**WHAT IS EXPECTED**:
Search the listing for the word "SessionState". Copy every line where it is found.

**DATA PROVIDED**:

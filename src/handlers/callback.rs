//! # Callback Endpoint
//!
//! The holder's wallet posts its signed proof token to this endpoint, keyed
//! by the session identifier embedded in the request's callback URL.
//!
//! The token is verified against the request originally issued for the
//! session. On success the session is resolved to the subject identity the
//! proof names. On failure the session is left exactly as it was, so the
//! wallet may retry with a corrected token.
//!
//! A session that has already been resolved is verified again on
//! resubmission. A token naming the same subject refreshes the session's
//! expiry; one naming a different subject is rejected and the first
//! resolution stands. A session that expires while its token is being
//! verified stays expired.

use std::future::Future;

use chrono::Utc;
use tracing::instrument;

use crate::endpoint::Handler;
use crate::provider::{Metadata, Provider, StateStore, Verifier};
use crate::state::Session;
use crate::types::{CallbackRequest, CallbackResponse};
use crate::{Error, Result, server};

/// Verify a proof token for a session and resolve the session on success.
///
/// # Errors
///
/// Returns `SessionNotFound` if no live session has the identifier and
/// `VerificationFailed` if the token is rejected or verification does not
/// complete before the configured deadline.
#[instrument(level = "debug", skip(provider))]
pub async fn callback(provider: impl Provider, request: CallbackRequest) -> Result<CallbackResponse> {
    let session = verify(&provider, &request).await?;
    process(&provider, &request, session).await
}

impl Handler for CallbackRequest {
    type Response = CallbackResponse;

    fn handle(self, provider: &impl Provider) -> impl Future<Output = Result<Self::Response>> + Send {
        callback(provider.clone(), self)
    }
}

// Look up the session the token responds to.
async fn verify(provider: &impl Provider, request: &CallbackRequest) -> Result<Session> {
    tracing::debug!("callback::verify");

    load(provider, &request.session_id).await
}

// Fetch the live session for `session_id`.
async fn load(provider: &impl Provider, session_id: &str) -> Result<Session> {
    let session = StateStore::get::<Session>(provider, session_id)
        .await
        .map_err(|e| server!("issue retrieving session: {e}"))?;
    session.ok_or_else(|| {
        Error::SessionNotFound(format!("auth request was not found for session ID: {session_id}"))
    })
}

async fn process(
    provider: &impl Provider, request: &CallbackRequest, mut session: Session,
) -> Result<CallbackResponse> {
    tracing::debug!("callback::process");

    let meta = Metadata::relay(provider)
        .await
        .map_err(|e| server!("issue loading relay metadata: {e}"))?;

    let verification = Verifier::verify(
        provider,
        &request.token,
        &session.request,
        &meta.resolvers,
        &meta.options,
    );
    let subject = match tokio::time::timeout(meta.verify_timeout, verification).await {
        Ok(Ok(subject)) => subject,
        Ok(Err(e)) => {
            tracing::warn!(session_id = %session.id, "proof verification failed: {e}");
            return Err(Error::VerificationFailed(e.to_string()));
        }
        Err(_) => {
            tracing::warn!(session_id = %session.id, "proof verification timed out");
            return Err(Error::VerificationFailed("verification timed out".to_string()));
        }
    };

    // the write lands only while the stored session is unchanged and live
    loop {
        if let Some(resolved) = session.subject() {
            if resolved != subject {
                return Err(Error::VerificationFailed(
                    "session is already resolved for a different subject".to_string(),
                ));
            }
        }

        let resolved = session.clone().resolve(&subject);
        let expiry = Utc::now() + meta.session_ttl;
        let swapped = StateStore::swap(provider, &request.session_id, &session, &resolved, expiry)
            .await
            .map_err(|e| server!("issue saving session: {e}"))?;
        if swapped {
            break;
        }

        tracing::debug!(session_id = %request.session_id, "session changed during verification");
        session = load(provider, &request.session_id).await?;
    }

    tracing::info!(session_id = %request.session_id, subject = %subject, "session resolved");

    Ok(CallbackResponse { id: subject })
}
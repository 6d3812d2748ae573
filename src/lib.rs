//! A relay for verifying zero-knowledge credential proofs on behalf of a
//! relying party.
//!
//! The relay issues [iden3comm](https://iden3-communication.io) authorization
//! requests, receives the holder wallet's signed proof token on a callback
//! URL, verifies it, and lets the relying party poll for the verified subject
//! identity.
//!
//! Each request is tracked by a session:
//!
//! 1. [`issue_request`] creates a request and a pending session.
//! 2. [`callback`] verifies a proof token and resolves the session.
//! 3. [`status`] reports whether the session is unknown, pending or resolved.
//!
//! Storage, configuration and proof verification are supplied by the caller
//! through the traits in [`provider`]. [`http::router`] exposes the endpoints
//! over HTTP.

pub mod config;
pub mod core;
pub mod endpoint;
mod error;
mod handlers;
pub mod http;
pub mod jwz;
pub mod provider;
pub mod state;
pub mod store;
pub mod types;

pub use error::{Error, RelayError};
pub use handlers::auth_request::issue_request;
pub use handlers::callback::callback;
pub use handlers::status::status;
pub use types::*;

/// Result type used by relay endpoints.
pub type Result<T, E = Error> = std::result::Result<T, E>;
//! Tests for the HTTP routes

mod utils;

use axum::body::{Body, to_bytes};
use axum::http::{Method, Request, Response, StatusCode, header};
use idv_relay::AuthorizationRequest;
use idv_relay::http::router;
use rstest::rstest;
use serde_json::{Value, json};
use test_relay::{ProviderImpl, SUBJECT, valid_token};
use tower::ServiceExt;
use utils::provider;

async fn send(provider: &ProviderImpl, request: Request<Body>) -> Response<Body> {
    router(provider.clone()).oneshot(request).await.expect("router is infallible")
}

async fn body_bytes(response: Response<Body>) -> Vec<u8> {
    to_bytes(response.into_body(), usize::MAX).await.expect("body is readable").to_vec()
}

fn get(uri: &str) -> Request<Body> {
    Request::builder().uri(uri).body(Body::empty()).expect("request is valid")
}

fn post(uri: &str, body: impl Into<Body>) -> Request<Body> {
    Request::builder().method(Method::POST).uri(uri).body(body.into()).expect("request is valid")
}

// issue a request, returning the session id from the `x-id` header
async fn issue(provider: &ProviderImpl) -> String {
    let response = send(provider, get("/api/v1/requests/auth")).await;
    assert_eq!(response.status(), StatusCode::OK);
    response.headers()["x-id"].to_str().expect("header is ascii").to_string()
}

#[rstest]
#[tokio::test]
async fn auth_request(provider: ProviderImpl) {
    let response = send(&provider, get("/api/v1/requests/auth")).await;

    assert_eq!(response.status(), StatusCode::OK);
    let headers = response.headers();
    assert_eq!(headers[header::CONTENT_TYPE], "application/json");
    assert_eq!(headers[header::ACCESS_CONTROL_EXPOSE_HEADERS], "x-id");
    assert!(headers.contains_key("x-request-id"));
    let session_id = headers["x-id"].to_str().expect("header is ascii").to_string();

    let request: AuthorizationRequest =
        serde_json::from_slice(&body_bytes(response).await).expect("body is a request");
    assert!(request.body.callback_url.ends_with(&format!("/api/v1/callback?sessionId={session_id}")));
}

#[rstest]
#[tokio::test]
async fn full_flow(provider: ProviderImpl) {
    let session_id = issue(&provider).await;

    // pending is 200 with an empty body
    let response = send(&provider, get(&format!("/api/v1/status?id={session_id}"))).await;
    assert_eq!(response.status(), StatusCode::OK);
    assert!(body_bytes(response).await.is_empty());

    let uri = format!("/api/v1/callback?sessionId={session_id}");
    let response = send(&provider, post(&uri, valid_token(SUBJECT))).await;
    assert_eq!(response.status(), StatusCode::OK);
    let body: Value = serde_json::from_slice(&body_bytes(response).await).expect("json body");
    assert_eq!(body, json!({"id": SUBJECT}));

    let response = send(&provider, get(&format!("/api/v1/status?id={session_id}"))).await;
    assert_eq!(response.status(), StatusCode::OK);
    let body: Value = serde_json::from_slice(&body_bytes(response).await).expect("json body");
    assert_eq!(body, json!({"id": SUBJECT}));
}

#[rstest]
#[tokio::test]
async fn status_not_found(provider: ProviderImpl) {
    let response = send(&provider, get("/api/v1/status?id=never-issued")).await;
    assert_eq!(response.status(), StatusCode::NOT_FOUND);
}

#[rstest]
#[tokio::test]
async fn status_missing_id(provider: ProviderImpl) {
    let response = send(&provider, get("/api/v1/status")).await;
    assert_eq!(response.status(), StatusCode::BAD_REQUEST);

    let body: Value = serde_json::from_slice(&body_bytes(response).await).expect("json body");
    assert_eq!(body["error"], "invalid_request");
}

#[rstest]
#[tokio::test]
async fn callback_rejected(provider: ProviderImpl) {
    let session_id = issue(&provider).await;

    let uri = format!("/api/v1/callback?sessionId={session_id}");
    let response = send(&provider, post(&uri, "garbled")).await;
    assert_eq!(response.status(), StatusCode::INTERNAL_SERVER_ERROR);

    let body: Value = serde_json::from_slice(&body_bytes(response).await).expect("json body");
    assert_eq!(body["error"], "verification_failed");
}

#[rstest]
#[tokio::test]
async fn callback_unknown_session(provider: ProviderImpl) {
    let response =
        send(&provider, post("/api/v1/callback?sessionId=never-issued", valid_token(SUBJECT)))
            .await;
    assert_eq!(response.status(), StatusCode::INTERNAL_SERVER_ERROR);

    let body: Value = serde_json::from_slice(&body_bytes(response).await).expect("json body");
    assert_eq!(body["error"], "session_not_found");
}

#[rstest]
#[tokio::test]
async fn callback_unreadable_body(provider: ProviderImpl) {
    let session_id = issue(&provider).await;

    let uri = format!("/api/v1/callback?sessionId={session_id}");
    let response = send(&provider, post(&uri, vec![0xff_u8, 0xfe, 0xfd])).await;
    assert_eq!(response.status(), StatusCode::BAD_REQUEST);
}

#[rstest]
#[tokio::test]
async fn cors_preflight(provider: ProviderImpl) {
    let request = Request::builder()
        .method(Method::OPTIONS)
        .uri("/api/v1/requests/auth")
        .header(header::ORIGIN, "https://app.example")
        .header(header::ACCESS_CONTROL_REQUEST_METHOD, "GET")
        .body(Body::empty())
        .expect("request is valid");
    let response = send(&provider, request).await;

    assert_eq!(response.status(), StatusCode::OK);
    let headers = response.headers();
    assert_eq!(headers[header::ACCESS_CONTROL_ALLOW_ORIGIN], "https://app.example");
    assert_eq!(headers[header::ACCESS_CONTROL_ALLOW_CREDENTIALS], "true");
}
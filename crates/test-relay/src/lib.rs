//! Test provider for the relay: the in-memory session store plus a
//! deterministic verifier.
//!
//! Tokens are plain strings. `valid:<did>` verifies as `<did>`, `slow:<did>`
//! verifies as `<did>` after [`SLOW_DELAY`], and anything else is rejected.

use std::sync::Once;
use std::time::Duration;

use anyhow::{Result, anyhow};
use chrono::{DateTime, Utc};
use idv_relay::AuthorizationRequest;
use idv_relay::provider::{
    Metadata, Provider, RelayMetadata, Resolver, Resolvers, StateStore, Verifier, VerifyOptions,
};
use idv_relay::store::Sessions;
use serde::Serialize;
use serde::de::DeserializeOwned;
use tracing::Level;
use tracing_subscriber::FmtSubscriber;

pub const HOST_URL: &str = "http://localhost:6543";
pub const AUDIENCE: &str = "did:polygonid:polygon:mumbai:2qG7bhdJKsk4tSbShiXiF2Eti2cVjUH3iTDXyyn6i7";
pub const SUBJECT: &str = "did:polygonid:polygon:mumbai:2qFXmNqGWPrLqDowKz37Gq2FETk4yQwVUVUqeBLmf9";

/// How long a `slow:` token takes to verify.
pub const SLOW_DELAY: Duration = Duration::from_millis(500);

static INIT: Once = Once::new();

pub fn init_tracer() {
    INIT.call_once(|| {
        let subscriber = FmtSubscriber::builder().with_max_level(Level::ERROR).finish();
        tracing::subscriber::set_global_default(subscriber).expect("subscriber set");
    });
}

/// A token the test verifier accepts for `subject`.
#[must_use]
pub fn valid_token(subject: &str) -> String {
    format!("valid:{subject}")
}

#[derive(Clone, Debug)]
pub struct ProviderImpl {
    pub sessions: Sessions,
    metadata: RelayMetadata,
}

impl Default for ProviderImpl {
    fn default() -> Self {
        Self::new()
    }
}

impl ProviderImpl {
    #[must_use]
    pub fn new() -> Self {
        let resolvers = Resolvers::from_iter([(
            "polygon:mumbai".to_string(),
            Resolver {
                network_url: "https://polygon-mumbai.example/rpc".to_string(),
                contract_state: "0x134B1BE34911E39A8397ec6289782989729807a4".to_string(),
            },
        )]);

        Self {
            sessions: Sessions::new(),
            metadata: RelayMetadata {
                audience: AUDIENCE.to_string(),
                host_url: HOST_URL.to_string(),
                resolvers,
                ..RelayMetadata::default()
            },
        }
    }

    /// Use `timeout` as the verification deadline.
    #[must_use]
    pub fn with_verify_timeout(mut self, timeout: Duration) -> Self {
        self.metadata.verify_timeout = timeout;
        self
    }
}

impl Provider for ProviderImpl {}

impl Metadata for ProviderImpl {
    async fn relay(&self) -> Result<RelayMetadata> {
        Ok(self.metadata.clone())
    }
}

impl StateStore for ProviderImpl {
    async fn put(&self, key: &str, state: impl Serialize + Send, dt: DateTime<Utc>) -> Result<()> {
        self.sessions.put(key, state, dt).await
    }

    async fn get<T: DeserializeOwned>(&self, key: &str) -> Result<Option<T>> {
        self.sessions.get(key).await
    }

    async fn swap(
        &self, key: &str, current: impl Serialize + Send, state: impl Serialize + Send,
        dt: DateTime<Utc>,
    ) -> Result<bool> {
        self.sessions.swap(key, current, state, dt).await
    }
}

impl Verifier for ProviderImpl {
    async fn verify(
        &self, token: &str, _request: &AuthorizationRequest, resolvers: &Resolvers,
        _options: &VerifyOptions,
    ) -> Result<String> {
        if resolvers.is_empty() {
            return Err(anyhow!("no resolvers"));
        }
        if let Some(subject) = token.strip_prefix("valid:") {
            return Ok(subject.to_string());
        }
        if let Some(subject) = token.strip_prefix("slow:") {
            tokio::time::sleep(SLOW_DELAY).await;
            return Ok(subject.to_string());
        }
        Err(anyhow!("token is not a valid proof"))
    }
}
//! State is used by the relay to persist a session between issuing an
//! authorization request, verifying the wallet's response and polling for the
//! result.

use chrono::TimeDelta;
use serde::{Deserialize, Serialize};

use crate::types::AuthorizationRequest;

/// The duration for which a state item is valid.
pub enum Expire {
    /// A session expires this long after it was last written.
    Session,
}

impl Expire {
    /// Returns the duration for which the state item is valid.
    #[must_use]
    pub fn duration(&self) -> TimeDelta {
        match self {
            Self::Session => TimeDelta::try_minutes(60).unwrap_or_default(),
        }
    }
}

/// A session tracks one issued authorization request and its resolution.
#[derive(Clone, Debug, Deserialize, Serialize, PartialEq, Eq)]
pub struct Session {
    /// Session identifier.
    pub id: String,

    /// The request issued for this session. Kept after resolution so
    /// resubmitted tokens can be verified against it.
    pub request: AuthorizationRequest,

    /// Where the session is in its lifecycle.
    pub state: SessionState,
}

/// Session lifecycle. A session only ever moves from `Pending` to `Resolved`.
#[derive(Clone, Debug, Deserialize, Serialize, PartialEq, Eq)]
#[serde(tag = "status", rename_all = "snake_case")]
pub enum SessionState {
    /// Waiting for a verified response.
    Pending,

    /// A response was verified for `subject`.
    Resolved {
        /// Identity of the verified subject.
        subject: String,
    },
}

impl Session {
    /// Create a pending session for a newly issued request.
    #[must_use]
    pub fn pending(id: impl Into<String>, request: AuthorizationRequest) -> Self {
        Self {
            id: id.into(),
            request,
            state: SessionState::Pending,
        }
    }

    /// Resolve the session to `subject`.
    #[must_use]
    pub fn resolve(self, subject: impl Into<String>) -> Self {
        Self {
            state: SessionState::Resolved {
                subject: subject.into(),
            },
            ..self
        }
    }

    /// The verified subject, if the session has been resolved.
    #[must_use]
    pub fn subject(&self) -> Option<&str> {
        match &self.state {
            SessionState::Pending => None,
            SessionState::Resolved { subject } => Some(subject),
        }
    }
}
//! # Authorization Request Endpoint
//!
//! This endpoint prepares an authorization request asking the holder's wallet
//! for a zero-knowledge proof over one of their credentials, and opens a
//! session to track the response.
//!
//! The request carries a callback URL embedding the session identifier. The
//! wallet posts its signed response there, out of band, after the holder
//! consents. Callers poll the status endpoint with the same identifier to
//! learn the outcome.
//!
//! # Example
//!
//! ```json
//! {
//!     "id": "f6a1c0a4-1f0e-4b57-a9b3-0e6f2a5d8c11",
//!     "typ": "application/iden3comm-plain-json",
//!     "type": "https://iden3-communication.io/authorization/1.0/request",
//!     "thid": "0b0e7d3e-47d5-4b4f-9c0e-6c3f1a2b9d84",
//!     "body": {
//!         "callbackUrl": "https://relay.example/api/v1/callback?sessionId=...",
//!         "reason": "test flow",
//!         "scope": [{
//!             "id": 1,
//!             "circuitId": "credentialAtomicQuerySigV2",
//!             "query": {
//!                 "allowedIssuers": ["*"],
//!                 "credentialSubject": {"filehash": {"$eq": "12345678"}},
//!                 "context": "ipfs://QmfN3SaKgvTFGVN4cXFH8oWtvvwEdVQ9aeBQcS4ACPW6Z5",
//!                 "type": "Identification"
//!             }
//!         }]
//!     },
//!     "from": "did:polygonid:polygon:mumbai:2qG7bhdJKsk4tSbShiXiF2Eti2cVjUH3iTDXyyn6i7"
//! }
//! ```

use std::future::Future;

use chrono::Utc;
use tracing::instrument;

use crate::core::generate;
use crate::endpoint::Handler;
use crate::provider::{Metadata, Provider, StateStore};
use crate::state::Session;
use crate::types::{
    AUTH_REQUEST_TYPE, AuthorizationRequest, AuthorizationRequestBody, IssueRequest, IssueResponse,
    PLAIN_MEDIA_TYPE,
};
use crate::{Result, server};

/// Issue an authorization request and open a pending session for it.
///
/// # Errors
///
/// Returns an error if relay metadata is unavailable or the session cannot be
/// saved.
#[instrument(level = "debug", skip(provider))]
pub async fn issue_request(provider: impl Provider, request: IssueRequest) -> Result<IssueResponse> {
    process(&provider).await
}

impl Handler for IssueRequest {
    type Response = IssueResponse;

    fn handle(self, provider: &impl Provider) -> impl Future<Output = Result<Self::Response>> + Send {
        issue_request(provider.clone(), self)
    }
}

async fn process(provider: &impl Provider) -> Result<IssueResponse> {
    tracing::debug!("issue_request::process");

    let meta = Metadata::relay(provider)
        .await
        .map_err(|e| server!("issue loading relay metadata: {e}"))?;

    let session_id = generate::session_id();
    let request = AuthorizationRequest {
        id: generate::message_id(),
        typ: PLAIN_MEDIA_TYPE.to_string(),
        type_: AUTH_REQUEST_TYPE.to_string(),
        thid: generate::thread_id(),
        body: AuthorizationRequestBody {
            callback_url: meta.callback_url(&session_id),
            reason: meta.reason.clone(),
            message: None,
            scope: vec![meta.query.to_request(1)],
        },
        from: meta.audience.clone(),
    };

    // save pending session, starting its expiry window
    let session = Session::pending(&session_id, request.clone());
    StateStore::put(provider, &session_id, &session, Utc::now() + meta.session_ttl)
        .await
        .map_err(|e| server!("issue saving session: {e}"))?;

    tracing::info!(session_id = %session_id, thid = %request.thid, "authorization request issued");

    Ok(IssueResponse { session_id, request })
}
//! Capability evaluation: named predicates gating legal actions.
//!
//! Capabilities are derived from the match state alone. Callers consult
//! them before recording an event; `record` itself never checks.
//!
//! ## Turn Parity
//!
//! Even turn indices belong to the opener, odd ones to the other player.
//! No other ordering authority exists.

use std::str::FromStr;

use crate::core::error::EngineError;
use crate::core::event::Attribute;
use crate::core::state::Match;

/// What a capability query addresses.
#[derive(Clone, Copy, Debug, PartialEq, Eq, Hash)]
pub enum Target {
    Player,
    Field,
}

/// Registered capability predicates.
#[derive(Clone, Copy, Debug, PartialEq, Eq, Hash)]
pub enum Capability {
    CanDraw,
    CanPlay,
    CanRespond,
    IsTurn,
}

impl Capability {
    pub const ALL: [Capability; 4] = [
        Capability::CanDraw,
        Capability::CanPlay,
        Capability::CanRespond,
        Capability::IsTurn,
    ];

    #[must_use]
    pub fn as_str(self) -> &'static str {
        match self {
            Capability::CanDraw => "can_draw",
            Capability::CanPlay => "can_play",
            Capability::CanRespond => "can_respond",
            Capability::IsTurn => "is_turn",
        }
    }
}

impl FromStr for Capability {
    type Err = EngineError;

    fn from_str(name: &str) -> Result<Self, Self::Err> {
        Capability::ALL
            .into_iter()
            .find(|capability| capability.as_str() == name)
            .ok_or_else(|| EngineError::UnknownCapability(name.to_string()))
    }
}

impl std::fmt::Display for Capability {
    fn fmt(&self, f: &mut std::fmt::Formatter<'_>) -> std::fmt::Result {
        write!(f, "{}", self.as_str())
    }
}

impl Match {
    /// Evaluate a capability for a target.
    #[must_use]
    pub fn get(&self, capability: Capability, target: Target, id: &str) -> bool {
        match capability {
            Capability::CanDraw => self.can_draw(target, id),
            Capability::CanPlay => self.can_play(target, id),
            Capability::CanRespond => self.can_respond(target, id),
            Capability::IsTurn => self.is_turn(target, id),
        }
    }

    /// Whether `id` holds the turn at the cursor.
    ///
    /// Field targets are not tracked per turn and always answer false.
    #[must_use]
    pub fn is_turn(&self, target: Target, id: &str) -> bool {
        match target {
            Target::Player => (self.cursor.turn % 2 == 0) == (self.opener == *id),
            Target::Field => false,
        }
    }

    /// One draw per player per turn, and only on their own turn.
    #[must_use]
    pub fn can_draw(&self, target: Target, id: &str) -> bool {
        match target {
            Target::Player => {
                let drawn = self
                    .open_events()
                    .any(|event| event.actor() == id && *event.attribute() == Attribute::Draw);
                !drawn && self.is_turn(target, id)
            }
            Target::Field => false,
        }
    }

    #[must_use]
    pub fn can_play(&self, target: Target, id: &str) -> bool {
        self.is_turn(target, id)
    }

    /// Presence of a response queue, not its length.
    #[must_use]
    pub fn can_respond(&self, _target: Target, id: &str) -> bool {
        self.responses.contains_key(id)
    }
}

**RESULT OF THIS EXERCISE**:
    pub state: SessionState,
pub enum SessionState {
            state: SessionState::Pending,
            state: SessionState::Resolved {
            SessionState::Pending => None,
            SessionState::Resolved { subject } => Some(subject),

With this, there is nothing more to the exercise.